Seidman A D, Scher H I, Heinemann M H, Bajorin D F, Sternberg C N, Dershaw D D, Silverberg M, Bosl G J
Department of Medicine, Memorial Sloan-Kettering Cancer Center, New York, NY 10021.
Cancer. 1991 Dec 15;68(12):2561-5. doi: 10.1002/1097-0142(19911215)68:12<2561::aid-cncr2820681205>3.0.co;2-g.
A Phase I-II trial of gallium nitrate was conducted in 40 patients with bidimensionally measurable urothelial tract tumors who had failed to respond to combination chemotherapy with methotrexate, vinblastine, doxorubicin, and cisplatin.

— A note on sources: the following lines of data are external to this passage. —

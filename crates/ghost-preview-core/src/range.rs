/// Classification of a run of characters in the new text.
#[derive(Clone, Copy, Debug, PartialEq, Eq)]
pub enum DiffKind {
    Unchanged,
    Added,
    Removed,
    Modified,
}

impl DiffKind {
    /// CSS class used to tag non-unchanged segments in the span markup.
    pub fn css_class(self) -> &'static str {
        match self {
            DiffKind::Unchanged => "diff-unchanged",
            DiffKind::Added => "diff-added",
            DiffKind::Removed => "diff-removed",
            DiffKind::Modified => "diff-modified",
        }
    }

    /// Inverse of [`css_class`](Self::css_class) for a single class token.
    pub fn from_class_token(token: &str) -> Option<DiffKind> {
        match token {
            "diff-unchanged" => Some(DiffKind::Unchanged),
            "diff-added" => Some(DiffKind::Added),
            "diff-removed" => Some(DiffKind::Removed),
            "diff-modified" => Some(DiffKind::Modified),
            _ => None,
        }
    }
}

/// A half-open `[start, end)` interval over the new text, in character
/// offsets, with a line break counting as one offset.
///
/// The full set produced by the classifier for non-empty new text is sorted,
/// mutually non-overlapping, and covers `[0, char_count)` exactly once.
#[derive(Clone, Copy, Debug, PartialEq, Eq)]
pub struct BackgroundRange {
    pub start: usize,
    pub end: usize,
    pub kind: DiffKind,
}

impl BackgroundRange {
    pub fn new(start: usize, end: usize, kind: DiffKind) -> Self {
        Self { start, end, kind }
    }

    pub fn len(&self) -> usize {
        self.end.saturating_sub(self.start)
    }

    pub fn is_empty(&self) -> bool {
        self.end <= self.start
    }
}
/// Whether the host editor is running a dark or a light theme.
#[derive(Clone, Copy, Debug, Default, PartialEq, Eq)]
pub enum ThemeKind {
    #[default]
    Dark,
    Light,
}

/// The concrete color set used for background/foreground/diff highlighting.
///
/// Always fully populated; there is no partial palette anywhere in the
/// pipeline.
#[derive(Clone, Debug, PartialEq, Eq)]
pub struct ThemeColors {
    pub background: String,
    pub foreground: String,
    pub modified_background: String,
    pub added_background: String,
    pub removed_background: String,
    pub border: String,
    pub highlighted_background: String,
}

impl ThemeColors {
    pub fn dark() -> Self {
        Self {
            background: "#1e1e1e".to_string(),
            foreground: "#d4d4d4".to_string(),
            modified_background: "#33333333".to_string(),
            added_background: "rgba(107, 166, 205, 0.2)".to_string(),
            removed_background: "rgba(248, 113, 133, 0.2)".to_string(),
            border: "#3c3c3c".to_string(),
            highlighted_background: "#264f78".to_string(),
        }
    }

    pub fn light() -> Self {
        Self {
            background: "#ffffff".to_string(),
            foreground: "#24292e".to_string(),
            modified_background: "#dddddd30".to_string(),
            added_background: "rgba(107, 166, 205, 0.15)".to_string(),
            removed_background: "rgba(248, 113, 133, 0.15)".to_string(),
            border: "#e1e4e8".to_string(),
            highlighted_background: "#e7f3ff".to_string(),
        }
    }

    pub fn for_kind(kind: ThemeKind) -> Self {
        match kind {
            ThemeKind::Dark => Self::dark(),
            ThemeKind::Light => Self::light(),
        }
    }
}

/// Editor theme names this crate knows about, with the palette kind each one
/// implies. Lookup misses fall back to the caller-reported kind, so unknown
/// themes still resolve.
pub const KNOWN_THEMES: &[(&str, ThemeKind)] = &[
    ("Dark+ (default dark)", ThemeKind::Dark),
    ("Dark Modern", ThemeKind::Dark),
    ("Dark (Visual Studio)", ThemeKind::Dark),
    ("Ayu Dark", ThemeKind::Dark),
    ("One Dark Pro", ThemeKind::Dark),
    ("Monokai", ThemeKind::Dark),
    ("Material Theme Darker", ThemeKind::Dark),
    ("Solarized Dark", ThemeKind::Dark),
    ("Gruvbox Dark Hard", ThemeKind::Dark),
    ("Gruvbox Dark Medium", ThemeKind::Dark),
    ("Gruvbox Dark Soft", ThemeKind::Dark),
    ("GitHub Dark", ThemeKind::Dark),
    ("GitHub Dark Default", ThemeKind::Dark),
    ("GitHub Dark Dimmed", ThemeKind::Dark),
    ("GitHub Dark High Contrast", ThemeKind::Dark),
    ("Everforest Dark", ThemeKind::Dark),
    ("Vitesse Dark", ThemeKind::Dark),
    ("Min Dark", ThemeKind::Dark),
    ("Slack Dark", ThemeKind::Dark),
    ("Light+ (default light)", ThemeKind::Light),
    ("Light Modern", ThemeKind::Light),
    ("Light (Visual Studio)", ThemeKind::Light),
    ("GitHub Light", ThemeKind::Light),
    ("GitHub Light Default", ThemeKind::Light),
    ("GitHub Light High Contrast", ThemeKind::Light),
    ("Solarized Light", ThemeKind::Light),
    ("One Light", ThemeKind::Light),
    ("Quiet Light", ThemeKind::Light),
    ("Material Theme Lighter", ThemeKind::Light),
    ("Vitesse Light", ThemeKind::Light),
    ("Min Light", ThemeKind::Light),
];

/// Resolves a host theme to a concrete palette.
///
/// Exact name match first, then a case-insensitive match on the first word of
/// each known theme name, then the two-entry default for `kind`. Never fails.
pub fn resolve(kind: ThemeKind, name: &str) -> ThemeColors {
    if let Some((_, known_kind)) = KNOWN_THEMES.iter().find(|(known, _)| *known == name) {
        return ThemeColors::for_kind(*known_kind);
    }

    let lower = name.to_lowercase();
    for (known, known_kind) in KNOWN_THEMES {
        let first_word = known
            .split(' ')
            .next()
            .unwrap_or(known)
            .to_lowercase();
        if lower.contains(&first_word) {
            return ThemeColors::for_kind(*known_kind);
        }
    }

    ThemeColors::for_kind(kind)
}

#[cfg(test)]
mod tests {
    use super::*;

    #[test]
    fn exact_name_wins_over_kind() {
        let colors = resolve(ThemeKind::Dark, "One Light");
        assert_eq!(colors, ThemeColors::light());
    }

    #[test]
    fn substring_match_is_case_insensitive() {
        let colors = resolve(ThemeKind::Light, "my gruvbox variant");
        assert_eq!(colors, ThemeColors::dark());
    }

    #[test]
    fn unknown_theme_falls_back_to_kind() {
        let colors = resolve(ThemeKind::Dark, "Totally Unknown Theme");
        assert_eq!(colors, ThemeColors::dark());
        assert!(!colors.background.is_empty());
        assert!(!colors.highlighted_background.is_empty());

        let colors = resolve(ThemeKind::Light, "Totally Unknown Theme");
        assert_eq!(colors, ThemeColors::light());
    }
}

Partial responses were observed in 4 of 23 patients (17.4%) who received 350 mg/m2/d or more for 5 days by continuous intravenous infusion. In two additional patients who received 350 mg/m2/d or more, a minor response and a mixed response were observed. The median duration of response was 4 months (range, 2 to 8 months). A dose-response relationship was suggested because no responses were observed in 17 patients who received less than 350 mg/m2/d. Myelosuppression was minimal. The dose-limiting toxic reaction was a reversible optic neuropathy that occurred in 3 of 11 patients who received 400 mg/m2/d. Further evaluation of infusional gallium nitrate is warranted in patients with urothelial tract malignant tumors.

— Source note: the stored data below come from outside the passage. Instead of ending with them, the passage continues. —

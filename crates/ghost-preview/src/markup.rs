//! Fuses syntax tokens with diff ranges into colored span markup.
//!
//! Tokens are split at every diff-range boundary that falls inside them; each
//! sub-segment keeps its token's text color and, when governed by a
//! non-unchanged range, gains a background fill plus a class tag naming the
//! diff kind. One `<span class="line">` container is emitted per source line,
//! containers joined by a bare newline.

use ghost_preview_core::range::BackgroundRange;
use ghost_preview_core::range::DiffKind;
use ghost_preview_core::theme::ThemeColors;
use ghost_preview_syntax::CodeTokenizer;
use ghost_preview_syntax::Token;
use ghost_preview_syntax::TokenizeError;

use crate::escape::escape_xml;

/// Tokenizes `code` and renders diff-aware span markup.
///
/// Tokenizer failures propagate untouched; the caller is expected to fall
/// back to an unhighlighted render.
pub fn highlight(
    tokenizer: &dyn CodeTokenizer,
    code: &str,
    language: Option<&str>,
    ranges: &[BackgroundRange],
    colors: &ThemeColors,
) -> Result<String, TokenizeError> {
    let lines = tokenizer.tokenize(language, code)?;
    Ok(render_lines(&lines, ranges, colors))
}

fn render_lines(lines: &[Vec<Token>], ranges: &[BackgroundRange], colors: &ThemeColors) -> String {
    let mut out = String::from("<pre class=\"code\"><code>");
    // Char offset into the newline-joined text; line breaks count as one.
    let mut offset = 0usize;

    for (line_index, line) in lines.iter().enumerate() {
        out.push_str("<span class=\"line\">");

        for token in line {
            let token_start = offset;
            let token_end = offset + token.content.chars().count();
            let color = token.color.as_deref().unwrap_or(&colors.foreground);

            let overlaps = ranges
                .iter()
                .any(|r| r.start < token_end && r.end > token_start);
            if overlaps {
                render_token_segments(&mut out, &token.content, color, token_start, ranges, colors);
            } else {
                push_plain_span(&mut out, &token.content, color);
            }

            offset = token_end;
        }

        out.push_str("</span>");
        if line_index < lines.len() - 1 {
            out.push('\n');
            offset += 1;
        }
    }

    out.push_str("</code></pre>");
    out
}

/// Splits one token's text at the boundaries of every range that overlaps it.
fn render_token_segments(
    out: &mut String,
    text: &str,
    color: &str,
    offset: usize,
    ranges: &[BackgroundRange],
    colors: &ThemeColors,
) {
    let starts = char_starts(text);
    let len = starts.len() - 1;
    let mut current = 0usize;

    while current < len {
        let global = offset + current;

        if let Some(range) = ranges.iter().find(|r| r.start <= global && r.end > global) {
            let range_start = range.start.saturating_sub(offset);
            let range_end = (range.end - offset).min(len);

            if current < range_start {
                push_plain_span(out, &text[starts[current]..starts[range_start]], color);
            }

            let seg_start = current.max(range_start);
            let segment = &text[starts[seg_start]..starts[range_end]];
            match range.kind {
                DiffKind::Unchanged => push_plain_span(out, segment, color),
                DiffKind::Added | DiffKind::Removed | DiffKind::Modified => {
                    push_tagged_span(out, segment, color, range.kind, colors);
                }
            }

            current = range_end;
        } else {
            // No governing range here: merge forward up to the next modified
            // range (narrower than "any range" on purpose).
            let next = ranges
                .iter()
                .filter(|r| r.start > global && r.kind == DiffKind::Modified)
                .map(|r| r.start - offset)
                .min()
                .unwrap_or(len)
                .min(len);
            push_plain_span(out, &text[starts[current]..starts[next]], color);
            current = next;
        }
    }
}

fn push_plain_span(out: &mut String, text: &str, color: &str) {
    out.push_str("<span style=\"color:");
    out.push_str(color);
    out.push_str("\">");
    out.push_str(&escape_xml(text));
    out.push_str("</span>");
}

fn push_tagged_span(
    out: &mut String,
    text: &str,
    color: &str,
    kind: DiffKind,
    colors: &ThemeColors,
) {
    out.push_str("<span class=\"");
    out.push_str(kind.css_class());
    out.push_str("\" style=\"color:");
    out.push_str(color);
    out.push_str(";background-color:");
    out.push_str(&colors.modified_background);
    out.push_str("\">");
    out.push_str(&escape_xml(text));
    out.push_str("</span>");
}

/// Byte offset of each char boundary plus the trailing length.
fn char_starts(s: &str) -> Vec<usize> {
    let mut out: Vec<usize> = Vec::with_capacity(s.len() + 1);
    for (idx, _) in s.char_indices() {
        out.push(idx);
    }
    out.push(s.len());
    out
}
//! The tokenizer seam of the preview pipeline.
//!
//! Tokenizers are an external oracle: given code and a language, they return
//! per-line ordered token lists whose concatenated contents equal each line
//! exactly. Token boundaries are purely syntactic and carry no diff
//! information.

use std::fmt;

#[cfg(feature = "syntect")]
mod syntect;

#[cfg(feature = "syntect")]
pub use syntect::SyntectTokenizer;

/// A minimal syntactically-colored substring of one source line.
#[derive(Clone, Debug, PartialEq, Eq)]
pub struct Token {
    pub content: String,
    /// CSS color (`#rrggbb`); `None` means the theme foreground.
    pub color: Option<String>,
}

impl Token {
    pub fn plain(content: impl Into<String>) -> Self {
        Self {
            content: content.into(),
            color: None,
        }
    }

    pub fn colored(content: impl Into<String>, color: impl Into<String>) -> Self {
        Self {
            content: content.into(),
            color: Some(color.into()),
        }
    }
}

/// Error raised by a tokenizer backend. Callers of the pipeline are expected
/// to catch this and fall back to an unhighlighted render.
#[derive(Debug)]
pub enum TokenizeError {
    Backend(String),
}

impl fmt::Display for TokenizeError {
    fn fmt(&self, f: &mut fmt::Formatter<'_>) -> fmt::Result {
        match self {
            TokenizeError::Backend(msg) => write!(f, "tokenizer backend failed: {msg}"),
        }
    }
}

impl std::error::Error for TokenizeError {}

/// Splits code into per-line token lists.
///
/// Contract: for every line of `code` (split on `'\n'`), the returned tokens
/// concatenate to that line exactly, and the outer vec has one entry per
/// line. Unknown languages degrade to uncolored tokens rather than failing.
pub trait CodeTokenizer {
    fn tokenize(&self, language: Option<&str>, code: &str) -> Result<Vec<Vec<Token>>, TokenizeError>;
}

/// Fallback tokenizer: one uncolored token per line.
pub struct PlainTokenizer;

impl CodeTokenizer for PlainTokenizer {
    fn tokenize(
        &self,
        _language: Option<&str>,
        code: &str,
    ) -> Result<Vec<Vec<Token>>, TokenizeError> {
        Ok(code
            .split('\n')
            .map(|line| vec![Token::plain(line)])
            .collect())
    }
}

/// Maps an editor language id to a token the tokenizer backend understands.
///
/// Ids without a syntect grammar in the default set map to themselves and
/// degrade to plain text inside the backend.
pub fn language_for_id(id: &str) -> &str {
    match id {
        "typescript" | "typescriptreact" => "js",
        "javascript" | "javascriptreact" => "js",
        "csharp" => "cs",
        "shellscript" => "bash",
        "objective-c" => "objc",
        "jsonc" => "json",
        "plaintext" => "txt",
        other => other,
    }
}

#[cfg(test)]
mod tests {
    use super::*;

    #[test]
    fn plain_tokenizer_preserves_every_line() {
        let code = "fn main() {\n    let x = 1;\n}";
        let lines = PlainTokenizer.tokenize(None, code).unwrap();
        assert_eq!(lines.len(), 3);
        for (line, tokens) in code.split('\n').zip(&lines) {
            let joined: String = tokens.iter().map(|t| t.content.as_str()).collect();
            assert_eq!(joined, line);
            assert!(tokens.iter().all(|t| t.color.is_none()));
        }
    }

    #[test]
    fn plain_tokenizer_keeps_empty_lines() {
        let lines = PlainTokenizer.tokenize(None, "a\n\nb").unwrap();
        assert_eq!(lines.len(), 3);
        assert_eq!(lines[1], vec![Token::plain("")]);
    }

    #[test]
    fn language_ids_map_to_backend_tokens() {
        assert_eq!(language_for_id("typescript"), "js");
        assert_eq!(language_for_id("shellscript"), "bash");
        assert_eq!(language_for_id("rust"), "rust");
    }
}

对40例二维可测量的尿路上皮肿瘤患者进行了硝酸镓的I-II期试验,这些患者对甲氨蝶呤、长春碱、阿霉素和顺铂联合化疗无反应。23例接受持续静脉输注350mg/m²/天或更高剂量达5天的患者中,有4例(17.4%)出现部分缓解。另外2例接受350mg/m²/天或更高剂量的患者,分别出现轻微缓解和混合缓解。缓解的中位持续时间为4个月(范围2至8个月)。由于17例接受剂量低于350mg/m²/天的患者未观察到缓解,提示存在剂量反应关系。骨髓抑制轻微。剂量限制性毒性反应是可逆性视神经病变,在11例接受400mg/m²/天的患者中有3例发生。对于尿路上皮恶性肿瘤患者,有必要对硝酸镓输注进行进一步评估。